What is required is a one-two punch of sweeping legislative reform and strident, aggressive public rhetoric that uses the bully pulpit—Roosevelt again—afforded by public office to shove the nation toward radical transformation. The difference between the two schools, then, is almost certainly not in their goals: Both desire strong local communities able to govern themselves and see to their own needs. Indeed, Sasse and Hawley likely even agree on many of the ways in which local communities should govern themselves and what goods they should aspire to together.
But the Hawley school sees the Sassian method as being unrealistic because it hasn’t fully reckoned with the source of our social problems. A renewal of virtue is made more difficult by tech addictions. Stable, local communities are made less plausible by predatory landlords and economic centralization. Those problems must be solved legislatively so that local communities can then be freed to do what they are meant to do, which is to serve as an incubator for family, piety, and citizenship.
Thus the goals of the Sasse school are good, in this view, but by resisting more aggressive attempts at national-level reform they actually deny themselves the means of realizing their goals. In this understanding of our moment, incremental progress via highly targeted bills cannot solve the problem. What is needed, instead, is aggressive, radical proposals that, in the short term, may have no chance at passing but that aggressively attack the Overton Window.
And yet there is one central problem with Hawley’s proposal: At some point, these proposals need to translate into a viable political agenda. It’s fine, in the short term, to view legislation as being chiefly about shifting the Overton Window. But at some point legislation actually has to be passed to be effective. The only alternative is the long-shot scenario in which the right combination of Supreme Court cases come along which end up having the effect of defining national policy. That happened this summer with transgender issues, as our nation’s highest court basically gave us a Utah-style Freedom for All policy. But you can’t bank on such a thing happening multiple times, nor should you given the court’s radically anti-democratic nature.
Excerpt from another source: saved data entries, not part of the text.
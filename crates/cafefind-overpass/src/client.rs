//! HTTP client for the Overpass API interpreter endpoint.
//!
//! Sends Overpass QL as a plain-text POST body and decodes the `[out:json]`
//! response. There is no retry policy: a failed request fails the call.

use std::time::Duration;

use cafefind_core::{AppConfig, Location, NewVenue};
use reqwest::{Client, Url};

use crate::error::OverpassError;
use crate::parse::parse_elements;
use crate::query::{build_query, QueryArea};
use crate::types::OverpassResponse;

pub const DEFAULT_ENDPOINT: &str = "https://overpass-api.de/api/interpreter";
const DEFAULT_USER_AGENT: &str = "cafefind/0.1 (coffee-finder)";

/// Client for the Overpass interpreter.
///
/// Use [`OverpassClient::new`] for the public endpoint or
/// [`OverpassClient::with_endpoint`] to point at a mirror or a mock server.
#[derive(Debug, Clone)]
pub struct OverpassClient {
    client: Client,
    endpoint: Url,
}

impl OverpassClient {
    /// Creates a client for the public Overpass endpoint.
    ///
    /// # Errors
    ///
    /// Returns [`OverpassError::Http`] if the underlying `reqwest::Client`
    /// cannot be constructed.
    pub fn new(timeout_secs: u64) -> Result<Self, OverpassError> {
        Self::with_endpoint(DEFAULT_ENDPOINT, timeout_secs, DEFAULT_USER_AGENT)
    }

    /// Creates a client from the `CAFEFIND_OVERPASS_*` settings.
    ///
    /// # Errors
    ///
    /// See [`OverpassClient::with_endpoint`].
    pub fn from_app_config(config: &AppConfig) -> Result<Self, OverpassError> {
        Self::with_endpoint(
            &config.overpass_url,
            config.overpass_timeout_secs,
            &config.overpass_user_agent,
        )
    }

    /// Creates a client with a custom endpoint URL.
    ///
    /// # Errors
    ///
    /// Returns [`OverpassError::Http`] if the `reqwest::Client` cannot be
    /// constructed, or [`OverpassError::InvalidEndpoint`] if `endpoint` is not
    /// a valid URL.
    pub fn with_endpoint(
        endpoint: &str,
        timeout_secs: u64,
        user_agent: &str,
    ) -> Result<Self, OverpassError> {
        let client = Client::builder()
            .timeout(Duration::from_secs(timeout_secs))
            .connect_timeout(Duration::from_secs(10))
            .user_agent(user_agent)
            .build()?;

        let endpoint = Url::parse(endpoint).map_err(|e| OverpassError::InvalidEndpoint {
            url: endpoint.to_string(),
            reason: e.to_string(),
        })?;

        Ok(Self { client, endpoint })
    }

    /// Fetches coffee venues within `radius_m` meters of `location`.
    ///
    /// # Errors
    ///
    /// - [`OverpassError::Http`] on network failure or timeout.
    /// - [`OverpassError::UnexpectedStatus`] on a non-2xx response.
    /// - [`OverpassError::Deserialize`] if the body is not Overpass JSON.
    pub async fn fetch_nearby(
        &self,
        location: Location,
        radius_m: u32,
    ) -> Result<Vec<NewVenue>, OverpassError> {
        let query = build_query(&QueryArea::Around { location, radius_m });
        let response = self.interpret(&query).await?;
        let venues = parse_elements(response);
        tracing::info!(
            lat = location.lat,
            lon = location.lon,
            radius_m,
            count = venues.len(),
            "fetched venues from Overpass"
        );
        Ok(venues)
    }

    /// Fetches every coffee venue in a country, for bulk seeding.
    ///
    /// `iso_code` is an ISO 3166-1 alpha-2 code such as `"NZ"`; it is
    /// upper-cased before use. This is a heavy query against a shared public
    /// service and should only be run deliberately.
    ///
    /// # Errors
    ///
    /// Returns [`OverpassError::InvalidCountryCode`] if `iso_code` is not two
    /// ASCII letters, otherwise the same errors as [`Self::fetch_nearby`].
    pub async fn fetch_country(&self, iso_code: &str) -> Result<Vec<NewVenue>, OverpassError> {
        let code = iso_code.trim().to_ascii_uppercase();
        if code.len() != 2 || !code.chars().all(|c| c.is_ascii_alphabetic()) {
            return Err(OverpassError::InvalidCountryCode(iso_code.to_string()));
        }

        let query = build_query(&QueryArea::Country {
            iso_code: code.clone(),
        });
        let response = self.interpret(&query).await?;
        let venues = parse_elements(response);
        tracing::info!(country = %code, count = venues.len(), "fetched country venues from Overpass");
        Ok(venues)
    }

    /// POSTs `query`, asserts a 2xx status, and decodes the JSON body.
    async fn interpret(&self, query: &str) -> Result<OverpassResponse, OverpassError> {
        let response = self
            .client
            .post(self.endpoint.clone())
            .body(query.to_owned())
            .send()
            .await?;

        let status = response.status();
        if !status.is_success() {
            return Err(OverpassError::UnexpectedStatus {
                status: status.as_u16(),
                url: self.endpoint.to_string(),
            });
        }

        let body = response.text().await?;
        serde_json::from_str(&body).map_err(|e| OverpassError::Deserialize {
            context: self.endpoint.to_string(),
            source: e,
        })
    }
}
//! Obtaining the search point, and the locate-then-search entry point.

use std::future::Future;

use cafefind_core::{CoreError, Location, LocationMode, SearchSettings, StatusEvent};
use thiserror::Error;

use crate::search::{SearchOutcome, Searcher};
use crate::sink::StatusSink;
use crate::source::VenueSource;
use crate::store::VenueStore;

/// Why a location could not be obtained. Messages are shown to the user as-is.
#[derive(Debug, Clone, Copy, PartialEq, Eq, Error)]
pub enum LocateError {
    #[error("Location access denied by user")]
    PermissionDenied,
    #[error("Location information unavailable")]
    Unavailable,
    #[error("Location request timed out")]
    Timeout,
    #[error("Geolocation is not supported")]
    Unsupported,
}

/// A source of the point to search around.
pub trait LocationProvider: Send + Sync {
    /// How the point was chosen, for the search log.
    fn mode(&self) -> LocationMode;

    fn locate(&self) -> impl Future<Output = Result<Location, LocateError>> + Send;
}

/// A point chosen up front: a map centre or coordinates typed by the user.
#[derive(Debug, Clone, Copy, PartialEq)]
pub struct FixedLocation(Location);

impl FixedLocation {
    /// # Errors
    ///
    /// Returns [`CoreError::InvalidLocation`] for out-of-range coordinates.
    pub fn new(lat: f64, lon: f64) -> Result<Self, CoreError> {
        Location::new(lat, lon).map(Self)
    }
}

impl From<Location> for FixedLocation {
    fn from(location: Location) -> Self {
        Self(location)
    }
}

impl LocationProvider for FixedLocation {
    fn mode(&self) -> LocationMode {
        LocationMode::MapCenter
    }

    async fn locate(&self) -> Result<Location, LocateError> {
        Ok(self.0)
    }
}

/// Provider for hosts without a positioning sensor; always unsupported.
#[derive(Debug, Clone, Copy, Default)]
pub struct NoSensor;

impl LocationProvider for NoSensor {
    fn mode(&self) -> LocationMode {
        LocationMode::Current
    }

    async fn locate(&self) -> Result<Location, LocateError> {
        Err(LocateError::Unsupported)
    }
}

/// Locate, log the search, then run it.
///
/// # Errors
///
/// Returns the [`LocateError`] when no location could be obtained; an
/// `Error: <message>` status has already been emitted and no search ran.
pub async fn find_nearby<P, S, F, K>(
    provider: &P,
    searcher: &Searcher<S, F>,
    settings: &SearchSettings,
    sink: &K,
) -> Result<SearchOutcome, LocateError>
where
    P: LocationProvider,
    S: VenueStore,
    F: VenueSource,
    K: StatusSink,
{
    let location = match provider.locate().await {
        Ok(location) => location,
        Err(e) => {
            tracing::warn!(error = %e, "could not determine search location");
            sink.emit(StatusEvent::error(format!("Error: {e}")));
            return Err(e);
        }
    };

    sink.emit(StatusEvent::success(format!(
        "Location found: {:.4}, {:.4}",
        location.lat, location.lon
    )));

    searcher
        .store()
        .record_search(location, provider.mode(), settings.radius_km())
        .await;

    Ok(searcher.search(location, settings, sink).await)
}
//! Staleness filtering for cached venues.

use cafefind_core::Venue;
use chrono::{DateTime, Duration, Utc};

/// Keep venues touched within the last `max_age_days` days.
///
/// A venue's age is measured from `updated_at`, falling back to
/// `created_at`. Venues with neither timestamp are dropped. Order is kept.
#[must_use]
pub fn filter_fresh(venues: Vec<Venue>, max_age_days: u32, now: DateTime<Utc>) -> Vec<Venue> {
    let max_age = Duration::days(i64::from(max_age_days));

    venues
        .into_iter()
        .filter(|venue| {
            venue
                .last_touched()
                .is_some_and(|touched| now - touched <= max_age)
        })
        .collect()
}

#[cfg(test)]
mod tests {
    use super::*;
    use cafefind_core::SourceType;

    fn now() -> DateTime<Utc> {
        DateTime::parse_from_rfc3339("2026-10-18T09:00:00Z")
            .unwrap()
            .with_timezone(&Utc)
    }

    fn venue(id: i64, created: Option<i64>, updated: Option<i64>) -> Venue {
        let days_ago = |d: i64| now() - Duration::days(d);
        Venue {
            source_type: SourceType::Node,
            source_id: id,
            name: format!("Cafe {id}"),
            latitude: 0.0,
            longitude: 0.0,
            address: None,
            opening_hours: None,
            phone: None,
            website: None,
            suburb: None,
            city: None,
            distance_km: None,
            created_at: created.map(days_ago),
            updated_at: updated.map(days_ago),
        }
    }

    fn ids(venues: &[Venue]) -> Vec<i64> {
        venues.iter().map(|v| v.source_id).collect()
    }

    #[test]
    fn keeps_recent_and_drops_old() {
        let venues = vec![venue(1, None, Some(13)), venue(2, None, Some(15))];
        assert_eq!(ids(&filter_fresh(venues, 14, now())), vec![1]);
    }

    #[test]
    fn exactly_at_limit_is_kept() {
        let venues = vec![venue(1, Some(14), None)];
        assert_eq!(ids(&filter_fresh(venues, 14, now())), vec![1]);
    }

    #[test]
    fn updated_at_takes_precedence_over_created_at() {
        let venues = vec![venue(1, Some(40), Some(2)), venue(2, Some(3), Some(30))];
        assert_eq!(ids(&filter_fresh(venues, 14, now())), vec![1]);
    }

    #[test]
    fn falls_back_to_created_at() {
        let venues = vec![venue(1, Some(5), None)];
        assert_eq!(ids(&filter_fresh(venues, 14, now())), vec![1]);
    }

    #[test]
    fn venue_without_timestamps_is_stale() {
        let venues = vec![venue(1, None, None), venue(2, Some(1), None)];
        assert_eq!(ids(&filter_fresh(venues, 14, now())), vec![2]);
    }

    #[test]
    fn empty_input_yields_empty_output() {
        assert!(filter_fresh(Vec::new(), 14, now()).is_empty());
    }
}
You need a viable plan for implementing policy. And so far there is little evidence that Hawley has that. Radical though his proposed bills are, none have seen serious debate from the floor of the Senate. None have advanced even so far as Sasse’s Born Alive bill. And the Sassians would say there is a reason for that: When you live in a decadent society, radical action is practically impossible. The norms are too entrenched, the energy for attempting sweeping reform too limited. The only way forward, legislatively, is to pursue narrower, more targeted forms of action.
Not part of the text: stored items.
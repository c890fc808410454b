//! Write operations for the `coffee_shops` table.

use std::collections::HashSet;

use cafefind_core::{NewVenue, SourceType};
use sqlx::PgPool;

use super::types::UpsertSummary;

/// Insert new venues and overwrite existing ones keyed on `(osm_type, osm_id)`.
///
/// Uses a single `INSERT … SELECT * FROM UNNEST(…) ON CONFLICT` so the batch
/// is written in one round-trip and either lands entirely or not at all.
/// Existing rows get every field replaced and `updated_at = NOW()`.
///
/// Postgres rejects an `ON CONFLICT DO UPDATE` that touches the same row twice,
/// so repeated keys within `venues` are collapsed first; the last occurrence
/// wins.
///
/// # Errors
///
/// Returns [`sqlx::Error`] if the query fails.
pub async fn upsert_venues(
    pool: &PgPool,
    venues: &[NewVenue],
) -> Result<UpsertSummary, sqlx::Error> {
    let venues = dedupe_last_wins(venues);
    if venues.is_empty() {
        return Ok(UpsertSummary::default());
    }

    // Collect each column into a parallel Vec for UNNEST binding.
    let mut osm_types: Vec<&str> = Vec::with_capacity(venues.len());
    let mut osm_ids: Vec<i64> = Vec::with_capacity(venues.len());
    let mut names: Vec<&str> = Vec::with_capacity(venues.len());
    let mut latitudes: Vec<f64> = Vec::with_capacity(venues.len());
    let mut longitudes: Vec<f64> = Vec::with_capacity(venues.len());
    let mut addresses: Vec<Option<&str>> = Vec::with_capacity(venues.len());
    let mut opening_hours: Vec<Option<&str>> = Vec::with_capacity(venues.len());
    let mut phones: Vec<Option<&str>> = Vec::with_capacity(venues.len());
    let mut websites: Vec<Option<&str>> = Vec::with_capacity(venues.len());
    let mut suburbs: Vec<Option<&str>> = Vec::with_capacity(venues.len());
    let mut cities: Vec<Option<&str>> = Vec::with_capacity(venues.len());

    for venue in &venues {
        osm_types.push(venue.source_type.as_str());
        osm_ids.push(venue.source_id);
        names.push(&venue.name);
        latitudes.push(venue.latitude);
        longitudes.push(venue.longitude);
        addresses.push(venue.address.as_deref());
        opening_hours.push(venue.opening_hours.as_deref());
        phones.push(venue.phone.as_deref());
        websites.push(venue.website.as_deref());
        suburbs.push(venue.suburb.as_deref());
        cities.push(venue.city.as_deref());
    }

    let rows: Vec<bool> = sqlx::query_scalar::<_, bool>(
        "INSERT INTO coffee_shops \
             (osm_type, osm_id, name, latitude, longitude, address, opening_hours, \
              phone, website, suburb, city) \
         SELECT * FROM UNNEST(\
              $1::text[], $2::int8[], $3::text[], $4::float8[], $5::float8[], $6::text[], \
              $7::text[], $8::text[], $9::text[], $10::text[], $11::text[]) \
         ON CONFLICT (osm_type, osm_id) DO UPDATE SET \
             name          = EXCLUDED.name, \
             latitude      = EXCLUDED.latitude, \
             longitude     = EXCLUDED.longitude, \
             address       = EXCLUDED.address, \
             opening_hours = EXCLUDED.opening_hours, \
             phone         = EXCLUDED.phone, \
             website       = EXCLUDED.website, \
             suburb        = EXCLUDED.suburb, \
             city          = EXCLUDED.city, \
             updated_at    = NOW() \
         RETURNING (xmax = 0) AS is_new",
    )
    .bind(&osm_types)
    .bind(&osm_ids)
    .bind(&names)
    .bind(&latitudes)
    .bind(&longitudes)
    .bind(&addresses)
    .bind(&opening_hours)
    .bind(&phones)
    .bind(&websites)
    .bind(&suburbs)
    .bind(&cities)
    .fetch_all(pool)
    .await?;

    let inserted = rows.iter().filter(|&&is_new| is_new).count() as u64;
    let updated = rows.len() as u64 - inserted;

    Ok(UpsertSummary { inserted, updated })
}

/// Drop earlier occurrences of repeated `(source_type, source_id)` keys,
/// keeping the relative order of the survivors.
fn dedupe_last_wins(venues: &[NewVenue]) -> Vec<&NewVenue> {
    let mut seen: HashSet<(SourceType, i64)> = HashSet::with_capacity(venues.len());
    let mut kept: Vec<&NewVenue> = venues
        .iter()
        .rev()
        .filter(|v| seen.insert((v.source_type, v.source_id)))
        .collect();
    kept.reverse();
    kept
}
Thus the defining question facing the post-Trump GOP will be this: Is it possible to attempt (Teddy) Roosevelt-style reforms during a time of decadence? Or is the only plausible way forward to be more modest in our ambitions? Do we escape decadence by reaching for the stars, enacting an aggressive legislative proposal that is extreme enough to reach escape velocity? Or will our escape be more plodding and slow, if only because plodding is the only speed a decadent society will allow?